» ACTION ITEM: Copy the lines word for word. Begin at the line that contains "let text = ClassificationReport::new(&Y_TRUE, &Y_PRED)" and end with the final line of the data.

(Stored items)
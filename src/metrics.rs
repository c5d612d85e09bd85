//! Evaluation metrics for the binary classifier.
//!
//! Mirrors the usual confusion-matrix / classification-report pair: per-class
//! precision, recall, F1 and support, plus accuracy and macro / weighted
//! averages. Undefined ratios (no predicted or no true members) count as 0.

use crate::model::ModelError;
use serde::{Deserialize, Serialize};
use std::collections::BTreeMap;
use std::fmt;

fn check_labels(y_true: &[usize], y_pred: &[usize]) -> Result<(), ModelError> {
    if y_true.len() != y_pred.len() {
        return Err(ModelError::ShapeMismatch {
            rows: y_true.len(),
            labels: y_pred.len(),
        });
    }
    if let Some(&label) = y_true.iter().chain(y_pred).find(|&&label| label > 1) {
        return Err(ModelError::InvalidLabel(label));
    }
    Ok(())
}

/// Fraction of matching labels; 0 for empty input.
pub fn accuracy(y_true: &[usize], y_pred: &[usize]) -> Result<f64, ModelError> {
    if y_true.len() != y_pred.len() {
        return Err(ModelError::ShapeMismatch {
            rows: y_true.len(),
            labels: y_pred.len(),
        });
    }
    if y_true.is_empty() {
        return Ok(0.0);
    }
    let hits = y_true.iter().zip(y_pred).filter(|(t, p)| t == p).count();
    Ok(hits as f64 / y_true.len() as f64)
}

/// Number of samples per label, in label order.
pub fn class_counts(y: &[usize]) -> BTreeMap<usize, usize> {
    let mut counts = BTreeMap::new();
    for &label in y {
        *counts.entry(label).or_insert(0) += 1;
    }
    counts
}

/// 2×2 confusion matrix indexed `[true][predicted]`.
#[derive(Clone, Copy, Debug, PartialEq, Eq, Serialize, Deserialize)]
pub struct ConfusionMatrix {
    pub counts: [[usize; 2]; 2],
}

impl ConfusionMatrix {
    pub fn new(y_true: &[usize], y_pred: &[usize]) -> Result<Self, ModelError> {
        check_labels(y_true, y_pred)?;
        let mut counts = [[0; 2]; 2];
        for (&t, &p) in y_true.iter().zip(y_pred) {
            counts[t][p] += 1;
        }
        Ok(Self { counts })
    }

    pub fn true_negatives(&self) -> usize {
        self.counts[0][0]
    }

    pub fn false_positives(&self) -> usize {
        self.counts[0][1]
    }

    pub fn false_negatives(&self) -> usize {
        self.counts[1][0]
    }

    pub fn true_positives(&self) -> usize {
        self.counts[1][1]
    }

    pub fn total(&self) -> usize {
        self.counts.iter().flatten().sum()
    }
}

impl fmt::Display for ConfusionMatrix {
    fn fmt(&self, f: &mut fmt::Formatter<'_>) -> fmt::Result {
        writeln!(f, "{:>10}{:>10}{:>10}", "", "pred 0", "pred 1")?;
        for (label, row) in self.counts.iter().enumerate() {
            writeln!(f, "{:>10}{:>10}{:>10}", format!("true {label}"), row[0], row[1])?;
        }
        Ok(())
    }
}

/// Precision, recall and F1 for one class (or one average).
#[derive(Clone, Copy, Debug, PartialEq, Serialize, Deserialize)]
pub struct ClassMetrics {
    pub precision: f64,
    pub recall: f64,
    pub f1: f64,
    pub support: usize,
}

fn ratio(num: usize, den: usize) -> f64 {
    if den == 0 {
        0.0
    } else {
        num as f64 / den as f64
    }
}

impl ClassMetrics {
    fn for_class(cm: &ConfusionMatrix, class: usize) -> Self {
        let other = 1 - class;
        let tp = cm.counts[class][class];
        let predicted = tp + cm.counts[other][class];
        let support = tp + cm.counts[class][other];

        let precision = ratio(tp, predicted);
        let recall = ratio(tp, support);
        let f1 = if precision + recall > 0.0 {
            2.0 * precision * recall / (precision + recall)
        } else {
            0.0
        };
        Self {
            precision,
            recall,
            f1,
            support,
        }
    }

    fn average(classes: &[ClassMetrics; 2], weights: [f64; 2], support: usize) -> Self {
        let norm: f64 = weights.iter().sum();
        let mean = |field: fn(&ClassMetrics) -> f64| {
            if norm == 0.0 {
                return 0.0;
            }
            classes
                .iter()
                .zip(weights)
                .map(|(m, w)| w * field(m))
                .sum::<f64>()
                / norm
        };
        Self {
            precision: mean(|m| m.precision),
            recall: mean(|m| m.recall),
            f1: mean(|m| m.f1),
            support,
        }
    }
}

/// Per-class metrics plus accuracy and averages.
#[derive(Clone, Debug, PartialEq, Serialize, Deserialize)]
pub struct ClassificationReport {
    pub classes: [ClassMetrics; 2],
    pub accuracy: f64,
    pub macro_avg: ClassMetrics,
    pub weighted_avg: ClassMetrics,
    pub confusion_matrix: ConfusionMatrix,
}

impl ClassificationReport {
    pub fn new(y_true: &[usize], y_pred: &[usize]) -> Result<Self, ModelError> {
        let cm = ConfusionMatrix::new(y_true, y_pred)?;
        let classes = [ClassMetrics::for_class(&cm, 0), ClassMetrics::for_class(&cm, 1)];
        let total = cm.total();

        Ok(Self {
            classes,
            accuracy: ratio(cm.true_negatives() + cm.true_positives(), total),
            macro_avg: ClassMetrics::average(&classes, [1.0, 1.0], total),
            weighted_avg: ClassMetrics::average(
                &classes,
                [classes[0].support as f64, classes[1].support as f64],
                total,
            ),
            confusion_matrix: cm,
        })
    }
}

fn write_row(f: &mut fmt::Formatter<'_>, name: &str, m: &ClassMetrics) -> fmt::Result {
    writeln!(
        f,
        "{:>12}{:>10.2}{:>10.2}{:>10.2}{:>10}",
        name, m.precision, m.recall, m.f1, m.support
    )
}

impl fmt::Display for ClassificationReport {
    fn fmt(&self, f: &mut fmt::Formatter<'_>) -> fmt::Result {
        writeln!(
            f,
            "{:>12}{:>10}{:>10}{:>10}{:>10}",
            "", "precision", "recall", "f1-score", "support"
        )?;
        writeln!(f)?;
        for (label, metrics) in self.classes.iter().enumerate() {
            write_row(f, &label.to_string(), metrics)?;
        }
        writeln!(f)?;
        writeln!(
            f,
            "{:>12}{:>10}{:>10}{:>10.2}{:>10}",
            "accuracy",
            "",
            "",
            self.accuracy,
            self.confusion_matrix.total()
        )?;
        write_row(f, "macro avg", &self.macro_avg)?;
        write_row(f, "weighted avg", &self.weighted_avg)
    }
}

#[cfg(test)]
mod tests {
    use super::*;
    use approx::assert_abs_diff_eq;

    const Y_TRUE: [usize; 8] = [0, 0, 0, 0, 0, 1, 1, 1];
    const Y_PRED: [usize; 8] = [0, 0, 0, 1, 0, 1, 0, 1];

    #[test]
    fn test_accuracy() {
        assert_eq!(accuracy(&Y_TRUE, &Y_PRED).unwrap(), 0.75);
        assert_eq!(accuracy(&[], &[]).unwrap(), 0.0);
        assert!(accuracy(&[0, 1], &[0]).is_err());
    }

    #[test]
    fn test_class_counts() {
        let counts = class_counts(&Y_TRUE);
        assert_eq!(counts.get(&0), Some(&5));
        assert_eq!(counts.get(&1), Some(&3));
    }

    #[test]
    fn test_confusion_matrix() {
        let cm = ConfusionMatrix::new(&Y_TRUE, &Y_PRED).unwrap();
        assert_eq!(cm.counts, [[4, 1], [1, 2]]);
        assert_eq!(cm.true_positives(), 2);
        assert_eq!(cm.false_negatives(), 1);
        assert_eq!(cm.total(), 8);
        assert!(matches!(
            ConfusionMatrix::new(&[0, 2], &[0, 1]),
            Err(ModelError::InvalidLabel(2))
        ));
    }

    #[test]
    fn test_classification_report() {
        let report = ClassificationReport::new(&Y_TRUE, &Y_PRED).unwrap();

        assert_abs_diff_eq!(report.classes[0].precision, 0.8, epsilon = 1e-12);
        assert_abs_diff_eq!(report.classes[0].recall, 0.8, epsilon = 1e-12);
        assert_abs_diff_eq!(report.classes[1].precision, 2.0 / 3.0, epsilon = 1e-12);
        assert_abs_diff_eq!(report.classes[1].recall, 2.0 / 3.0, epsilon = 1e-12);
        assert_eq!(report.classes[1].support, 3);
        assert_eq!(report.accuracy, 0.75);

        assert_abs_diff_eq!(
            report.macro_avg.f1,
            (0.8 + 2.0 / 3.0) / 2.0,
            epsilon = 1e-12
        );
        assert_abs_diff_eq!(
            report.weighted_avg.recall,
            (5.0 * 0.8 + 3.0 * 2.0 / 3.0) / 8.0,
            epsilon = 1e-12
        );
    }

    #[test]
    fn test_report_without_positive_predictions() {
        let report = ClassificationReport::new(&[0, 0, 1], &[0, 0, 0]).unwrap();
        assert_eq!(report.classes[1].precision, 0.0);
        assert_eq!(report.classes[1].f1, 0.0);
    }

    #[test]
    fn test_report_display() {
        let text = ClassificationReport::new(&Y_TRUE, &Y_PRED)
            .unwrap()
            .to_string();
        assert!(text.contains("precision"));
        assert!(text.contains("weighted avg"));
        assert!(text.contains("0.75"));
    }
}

» THE COMPLETED TASK:
        let text = ClassificationReport::new(&Y_TRUE, &Y_PRED)
            .unwrap()
            .to_string();
        assert!(text.contains("precision"));
        assert!(text.contains("weighted avg"));
        assert!(text.contains("0.75"));
    }
}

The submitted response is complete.